Wall Street Breakfast: Must-Know News

Wall Street Breakfast: Must-Know News

by SA Editor Rachael Granby

  • Chugging along towards a bailout. After multiple false starts, sources say an auto bailout could be unveiled today that would see General Motors (GM) and Chrysler get loans needed to survive until March 2009, and would demand sweeping restructuring. President Bush expressed worry about a "disorderly bankruptcy and what it would do to the psychology of the markets," and said he doesn't want to "dump a major catastrophe" on President-elect Obama. To avoid opening up TARP access to other industries, the Treasury may lend to GM and Chrysler through their credit arms, GMAC (GKM) and Chrysler Financial.
  • Yes We Can (fix the economy)!

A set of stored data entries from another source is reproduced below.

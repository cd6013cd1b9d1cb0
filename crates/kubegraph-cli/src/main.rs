mod commands;

use std::path::PathBuf;

use chrono::{DateTime, Utc};
use clap::{Parser, Subcommand};
use kubegraph_core::Config;
use tracing_subscriber::{fmt, EnvFilter};
use uuid::Uuid;

use commands::ViewArgs;

#[derive(Parser)]
#[command(name = "kubegraph")]
#[command(about = "Deterministic topology graphs of Kubernetes resources", long_about = None)]
struct Cli {
    /// Config file (defaults to ./kubegraph.toml, then the user config)
    #[arg(short, long, global = true)]
    config: Option<PathBuf>,

    /// Log engine internals
    #[arg(short, long, global = true)]
    verbose: bool,

    #[command(subcommand)]
    command: Commands,
}

#[derive(Subcommand)]
enum Commands {
    /// Replay a recorded watch stream (JSON lines) and export the graph
    Replay {
        /// Recorded events, one JSON object per line
        input: PathBuf,

        #[command(flatten)]
        view: ViewArgs,
    },
    /// Load YAML manifests and export the graph
    Manifests {
        /// Multi-document YAML, `kubectl get -o yaml` output included
        #[arg(required = true)]
        inputs: Vec<PathBuf>,

        #[command(flatten)]
        view: ViewArgs,
    },
    /// Turn YAML manifests into a replayable watch stream
    Convert {
        #[arg(required = true)]
        inputs: Vec<PathBuf>,

        /// Output file (stdout when omitted)
        #[arg(short, long)]
        output: Option<PathBuf>,
    },
    /// List persisted snapshots
    History {
        /// Only snapshots taken at or after this RFC 3339 time
        #[arg(long)]
        from: Option<DateTime<Utc>>,

        /// Only snapshots taken at or before this RFC 3339 time
        #[arg(long)]
        to: Option<DateTime<Utc>>,
    },
    /// Re-export a persisted snapshot with its stored layout
    Show {
        id: Uuid,

        /// svg, png, pdf, json or drawio
        #[arg(short, long)]
        format: Option<String>,

        /// Output file (stdout when omitted)
        #[arg(short, long)]
        output: Option<PathBuf>,
    },
    /// Print the default configuration
    Config {
        /// Write ./kubegraph.toml instead of printing
        #[arg(long)]
        init: bool,
    },
}

fn init_tracing(verbose: bool) {
    let default = if verbose {
        "kubegraph=debug,kubegraph_core=debug"
    } else {
        "kubegraph=info,kubegraph_core=warn"
    };
    let filter = EnvFilter::try_from_default_env().unwrap_or_else(|_| EnvFilter::new(default));

    fmt()
        .with_env_filter(filter)
        .with_target(false)
        .with_writer(std::io::stderr)
        .compact()
        .init();
}

#[tokio::main]
async fn main() -> color_eyre::Result<()> {
    color_eyre::install()?;
    let cli = Cli::parse();
    init_tracing(cli.verbose);

    let config = match &cli.config {
        Some(path) => Config::from_file(path)?,
        None => Config::load()?,
    };

    match cli.command {
        Commands::Replay { input, view } => {
            let records = commands::read_watch_stream(&input)?;
            commands::render(records, &view, config).await
        }
        Commands::Manifests { inputs, view } => {
            let records = commands::read_manifests(&inputs)?;
            commands::render(records, &view, config).await
        }
        Commands::Convert { inputs, output } => commands::convert(&inputs, output.as_deref()),
        Commands::History { from, to } => commands::history(&config, from, to).await,
        Commands::Show { id, format, output } => {
            commands::show(&config, id, format.as_deref(), output.as_deref()).await
        }
        Commands::Config { init } => commands::print_config(init),
    }
}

President-elect Obama may not be in office yet, but that hasn't stopped him from making some ambitious economic promises. Yesterday, Obama committed to strengthen financial regulatory agencies and to fight runaway "greed and scheming" to stabilize the struggling U.S. economy. He called on his picks for the SEC and CFTC (Mary Schapiro and Gary Gensler, respectively) to "put in place new, common-sense rules... that will protect investors, consumers and our entire economy from fraud and manipulation." Also on the agenda is a wide-sweeping stimulus plan that could cost from $675B-$850B or more, though aides say they'll try to keep the final version of the plan under the psychological $1T mark. Obama's advisers hope to finalize their version of the stimulus plan by Christmas so Congressional staffers can draft legislation by the new year.
  • S&P dims GE outlook. S&P took the first step towards potentially lowering General Electric's (GE) AAA credit rating, sending shares down 8.2%. The ratings agency changed GE's outlook to Negative from Stable, and warned earnings and cash flow at GE Capital could decline enough over the next two years to warrant a downgrade. S&P put the odds of a downgrade at 1 in 3. GE execs defended their decision not to cut the firm's $1.24 annual dividend, despite the estimated cost of over $12B. GE has repeatedly emphasized its commitment to maintaining its triple-A rating. "The AAA is a philosophy of how you run the company," said CEO Jeff Immelt. "I've always liked the discipline around the AAA."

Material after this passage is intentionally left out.